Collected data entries
··········
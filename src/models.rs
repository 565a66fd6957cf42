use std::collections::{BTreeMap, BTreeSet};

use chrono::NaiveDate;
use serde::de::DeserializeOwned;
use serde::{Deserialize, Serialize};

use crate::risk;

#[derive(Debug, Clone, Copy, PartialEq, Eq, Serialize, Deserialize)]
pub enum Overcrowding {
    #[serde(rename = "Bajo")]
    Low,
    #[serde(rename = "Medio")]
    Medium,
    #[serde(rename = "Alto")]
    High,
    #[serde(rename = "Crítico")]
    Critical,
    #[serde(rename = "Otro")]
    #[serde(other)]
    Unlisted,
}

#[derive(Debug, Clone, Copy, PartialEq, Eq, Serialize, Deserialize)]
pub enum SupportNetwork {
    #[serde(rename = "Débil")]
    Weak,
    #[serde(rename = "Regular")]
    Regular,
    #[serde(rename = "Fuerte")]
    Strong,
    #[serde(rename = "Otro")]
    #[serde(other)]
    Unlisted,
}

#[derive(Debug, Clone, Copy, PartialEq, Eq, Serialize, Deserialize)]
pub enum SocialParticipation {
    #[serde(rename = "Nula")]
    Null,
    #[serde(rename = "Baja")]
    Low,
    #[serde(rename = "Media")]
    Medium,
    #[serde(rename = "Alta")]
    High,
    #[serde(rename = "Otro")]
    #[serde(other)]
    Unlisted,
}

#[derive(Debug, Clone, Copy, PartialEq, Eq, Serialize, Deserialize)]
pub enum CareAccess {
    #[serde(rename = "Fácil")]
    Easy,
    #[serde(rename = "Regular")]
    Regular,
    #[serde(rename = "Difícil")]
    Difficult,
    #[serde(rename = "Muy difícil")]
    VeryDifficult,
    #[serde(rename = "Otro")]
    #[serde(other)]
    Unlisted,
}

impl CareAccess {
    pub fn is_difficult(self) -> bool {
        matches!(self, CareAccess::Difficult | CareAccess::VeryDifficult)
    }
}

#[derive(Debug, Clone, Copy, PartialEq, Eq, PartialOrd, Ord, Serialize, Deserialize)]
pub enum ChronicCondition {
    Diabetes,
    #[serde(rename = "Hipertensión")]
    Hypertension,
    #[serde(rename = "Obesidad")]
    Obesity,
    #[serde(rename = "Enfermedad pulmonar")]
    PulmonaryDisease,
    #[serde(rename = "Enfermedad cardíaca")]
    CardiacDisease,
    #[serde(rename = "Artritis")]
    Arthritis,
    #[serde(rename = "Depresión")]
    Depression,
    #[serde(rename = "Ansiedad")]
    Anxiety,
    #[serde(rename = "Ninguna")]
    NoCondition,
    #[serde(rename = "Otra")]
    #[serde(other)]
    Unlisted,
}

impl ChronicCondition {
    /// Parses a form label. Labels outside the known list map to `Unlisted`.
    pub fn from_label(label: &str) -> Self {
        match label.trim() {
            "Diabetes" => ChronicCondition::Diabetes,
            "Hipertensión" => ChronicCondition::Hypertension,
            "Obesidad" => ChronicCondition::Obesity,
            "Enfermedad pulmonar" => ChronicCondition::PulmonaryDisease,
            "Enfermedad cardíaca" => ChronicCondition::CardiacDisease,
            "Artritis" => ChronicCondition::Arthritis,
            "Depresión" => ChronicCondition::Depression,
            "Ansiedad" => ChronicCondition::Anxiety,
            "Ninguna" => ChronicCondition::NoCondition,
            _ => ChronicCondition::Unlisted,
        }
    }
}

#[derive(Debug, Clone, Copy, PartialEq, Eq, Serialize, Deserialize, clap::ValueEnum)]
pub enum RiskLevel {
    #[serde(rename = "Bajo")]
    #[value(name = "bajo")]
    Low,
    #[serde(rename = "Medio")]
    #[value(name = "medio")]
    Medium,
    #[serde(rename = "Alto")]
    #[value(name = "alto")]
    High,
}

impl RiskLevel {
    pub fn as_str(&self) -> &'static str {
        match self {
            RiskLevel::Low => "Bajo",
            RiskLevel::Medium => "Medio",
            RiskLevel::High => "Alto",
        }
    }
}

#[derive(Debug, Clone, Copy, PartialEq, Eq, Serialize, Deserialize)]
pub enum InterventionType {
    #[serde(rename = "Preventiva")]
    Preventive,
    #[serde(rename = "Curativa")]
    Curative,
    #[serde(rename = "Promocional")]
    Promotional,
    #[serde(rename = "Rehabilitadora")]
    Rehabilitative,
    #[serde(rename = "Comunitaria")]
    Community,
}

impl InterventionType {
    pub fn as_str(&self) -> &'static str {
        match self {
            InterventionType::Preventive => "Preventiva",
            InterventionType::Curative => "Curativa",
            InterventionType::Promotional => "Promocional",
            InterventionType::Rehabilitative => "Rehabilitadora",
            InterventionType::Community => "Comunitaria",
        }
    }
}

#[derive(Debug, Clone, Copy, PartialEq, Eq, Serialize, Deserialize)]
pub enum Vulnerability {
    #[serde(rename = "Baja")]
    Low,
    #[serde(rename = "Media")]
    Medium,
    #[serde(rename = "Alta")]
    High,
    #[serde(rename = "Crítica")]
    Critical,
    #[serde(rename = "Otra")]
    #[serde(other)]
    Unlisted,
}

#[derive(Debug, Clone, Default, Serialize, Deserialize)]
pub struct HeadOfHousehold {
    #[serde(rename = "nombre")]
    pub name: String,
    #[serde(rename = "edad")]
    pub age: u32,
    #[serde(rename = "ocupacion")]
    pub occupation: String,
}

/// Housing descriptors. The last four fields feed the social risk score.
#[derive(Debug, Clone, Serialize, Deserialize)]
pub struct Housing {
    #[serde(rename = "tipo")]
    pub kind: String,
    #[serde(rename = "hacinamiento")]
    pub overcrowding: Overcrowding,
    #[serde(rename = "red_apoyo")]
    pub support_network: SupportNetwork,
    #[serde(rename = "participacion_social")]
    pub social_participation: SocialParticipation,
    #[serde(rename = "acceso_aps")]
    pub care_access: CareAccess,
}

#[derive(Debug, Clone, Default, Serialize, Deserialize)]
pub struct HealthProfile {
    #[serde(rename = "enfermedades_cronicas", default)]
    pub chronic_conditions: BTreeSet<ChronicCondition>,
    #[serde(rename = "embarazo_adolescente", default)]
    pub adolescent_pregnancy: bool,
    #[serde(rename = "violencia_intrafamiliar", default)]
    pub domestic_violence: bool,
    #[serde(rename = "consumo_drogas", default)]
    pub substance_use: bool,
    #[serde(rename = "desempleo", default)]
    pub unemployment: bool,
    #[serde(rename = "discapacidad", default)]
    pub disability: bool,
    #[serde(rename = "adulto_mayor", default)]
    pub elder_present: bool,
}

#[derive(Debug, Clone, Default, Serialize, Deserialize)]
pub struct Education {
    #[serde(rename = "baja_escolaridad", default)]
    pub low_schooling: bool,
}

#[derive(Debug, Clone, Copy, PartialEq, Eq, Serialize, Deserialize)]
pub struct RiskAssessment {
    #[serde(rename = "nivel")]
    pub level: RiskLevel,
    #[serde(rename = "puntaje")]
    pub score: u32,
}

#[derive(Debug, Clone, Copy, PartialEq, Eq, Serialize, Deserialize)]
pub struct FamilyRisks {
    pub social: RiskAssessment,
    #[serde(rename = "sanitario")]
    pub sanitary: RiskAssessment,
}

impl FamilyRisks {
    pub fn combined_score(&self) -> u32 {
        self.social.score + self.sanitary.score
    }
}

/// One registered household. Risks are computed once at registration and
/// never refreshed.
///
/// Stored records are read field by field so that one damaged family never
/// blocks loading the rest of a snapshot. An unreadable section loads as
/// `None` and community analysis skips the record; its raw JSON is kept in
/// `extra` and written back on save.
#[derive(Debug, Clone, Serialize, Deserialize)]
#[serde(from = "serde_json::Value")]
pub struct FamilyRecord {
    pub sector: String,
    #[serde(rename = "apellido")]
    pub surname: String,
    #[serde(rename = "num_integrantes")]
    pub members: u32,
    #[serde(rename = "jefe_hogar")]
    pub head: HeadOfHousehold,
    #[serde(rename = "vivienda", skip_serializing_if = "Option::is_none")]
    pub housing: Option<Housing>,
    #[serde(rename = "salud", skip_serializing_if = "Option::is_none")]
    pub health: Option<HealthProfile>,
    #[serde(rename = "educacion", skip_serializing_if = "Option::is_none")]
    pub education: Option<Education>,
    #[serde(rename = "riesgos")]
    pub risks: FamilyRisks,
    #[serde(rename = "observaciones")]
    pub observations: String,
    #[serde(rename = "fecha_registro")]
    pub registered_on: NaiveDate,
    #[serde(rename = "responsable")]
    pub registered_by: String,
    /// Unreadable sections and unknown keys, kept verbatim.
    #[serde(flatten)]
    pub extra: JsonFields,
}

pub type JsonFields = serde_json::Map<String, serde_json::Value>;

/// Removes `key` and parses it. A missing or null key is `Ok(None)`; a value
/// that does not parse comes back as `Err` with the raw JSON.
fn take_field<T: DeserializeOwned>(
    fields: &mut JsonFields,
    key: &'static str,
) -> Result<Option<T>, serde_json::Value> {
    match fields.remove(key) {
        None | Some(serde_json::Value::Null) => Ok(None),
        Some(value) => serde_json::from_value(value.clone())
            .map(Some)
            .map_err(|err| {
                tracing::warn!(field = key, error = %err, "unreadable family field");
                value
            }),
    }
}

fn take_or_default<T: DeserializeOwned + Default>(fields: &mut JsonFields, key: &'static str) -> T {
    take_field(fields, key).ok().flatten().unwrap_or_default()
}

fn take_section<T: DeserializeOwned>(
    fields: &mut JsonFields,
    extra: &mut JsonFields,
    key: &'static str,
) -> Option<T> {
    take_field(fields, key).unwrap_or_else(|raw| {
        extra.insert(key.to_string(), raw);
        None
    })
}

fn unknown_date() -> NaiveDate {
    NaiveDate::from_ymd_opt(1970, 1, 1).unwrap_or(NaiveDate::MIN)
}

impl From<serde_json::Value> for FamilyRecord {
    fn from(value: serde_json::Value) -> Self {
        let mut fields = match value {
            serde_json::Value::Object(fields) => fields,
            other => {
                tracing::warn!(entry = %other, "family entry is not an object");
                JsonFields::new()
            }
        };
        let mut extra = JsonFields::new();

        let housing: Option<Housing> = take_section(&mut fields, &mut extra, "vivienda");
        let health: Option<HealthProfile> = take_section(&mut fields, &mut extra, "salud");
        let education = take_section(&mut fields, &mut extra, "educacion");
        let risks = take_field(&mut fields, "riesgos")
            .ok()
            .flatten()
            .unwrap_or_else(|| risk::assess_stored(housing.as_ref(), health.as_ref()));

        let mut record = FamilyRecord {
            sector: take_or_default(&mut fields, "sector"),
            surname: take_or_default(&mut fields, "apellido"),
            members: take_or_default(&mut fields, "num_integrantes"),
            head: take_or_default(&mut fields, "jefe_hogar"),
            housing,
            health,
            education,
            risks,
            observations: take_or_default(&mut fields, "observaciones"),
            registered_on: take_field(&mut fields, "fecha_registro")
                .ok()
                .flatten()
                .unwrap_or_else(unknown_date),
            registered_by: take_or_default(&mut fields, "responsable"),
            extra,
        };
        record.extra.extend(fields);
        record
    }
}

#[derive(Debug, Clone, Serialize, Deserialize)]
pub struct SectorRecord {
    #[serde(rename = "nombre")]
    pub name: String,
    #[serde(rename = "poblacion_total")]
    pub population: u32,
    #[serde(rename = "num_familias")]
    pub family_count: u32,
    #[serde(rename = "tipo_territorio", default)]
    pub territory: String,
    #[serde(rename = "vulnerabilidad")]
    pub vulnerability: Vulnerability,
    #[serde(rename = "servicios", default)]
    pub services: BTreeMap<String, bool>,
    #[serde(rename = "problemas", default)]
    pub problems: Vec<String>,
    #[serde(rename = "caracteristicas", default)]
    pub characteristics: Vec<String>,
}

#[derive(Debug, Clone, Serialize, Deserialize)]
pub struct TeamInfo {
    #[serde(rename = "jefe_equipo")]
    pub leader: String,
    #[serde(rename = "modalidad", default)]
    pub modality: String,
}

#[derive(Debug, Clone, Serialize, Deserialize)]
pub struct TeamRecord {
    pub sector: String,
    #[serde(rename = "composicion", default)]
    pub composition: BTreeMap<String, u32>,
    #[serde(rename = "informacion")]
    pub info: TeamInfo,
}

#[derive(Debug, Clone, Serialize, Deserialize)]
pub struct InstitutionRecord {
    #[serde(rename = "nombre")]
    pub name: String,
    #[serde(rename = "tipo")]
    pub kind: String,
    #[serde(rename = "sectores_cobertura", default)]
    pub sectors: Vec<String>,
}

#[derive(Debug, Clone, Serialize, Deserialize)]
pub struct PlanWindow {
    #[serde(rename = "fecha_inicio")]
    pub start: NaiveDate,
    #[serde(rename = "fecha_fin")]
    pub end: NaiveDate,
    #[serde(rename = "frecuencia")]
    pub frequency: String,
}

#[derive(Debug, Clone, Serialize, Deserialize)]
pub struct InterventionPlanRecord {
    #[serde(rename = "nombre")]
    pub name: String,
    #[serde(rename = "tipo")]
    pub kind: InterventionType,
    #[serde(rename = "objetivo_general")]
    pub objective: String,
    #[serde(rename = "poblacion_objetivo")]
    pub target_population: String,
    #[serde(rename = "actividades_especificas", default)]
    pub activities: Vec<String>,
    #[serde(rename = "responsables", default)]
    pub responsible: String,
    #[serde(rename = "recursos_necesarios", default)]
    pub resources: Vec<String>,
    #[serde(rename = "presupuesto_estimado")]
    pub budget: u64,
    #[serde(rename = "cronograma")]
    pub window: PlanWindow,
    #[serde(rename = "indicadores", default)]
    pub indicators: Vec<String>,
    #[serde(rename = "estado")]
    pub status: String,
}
··········
Task instructions: The word "label" may appear on some lines of these records; state how many such lines there are, and nothing else.

Solved problem: 3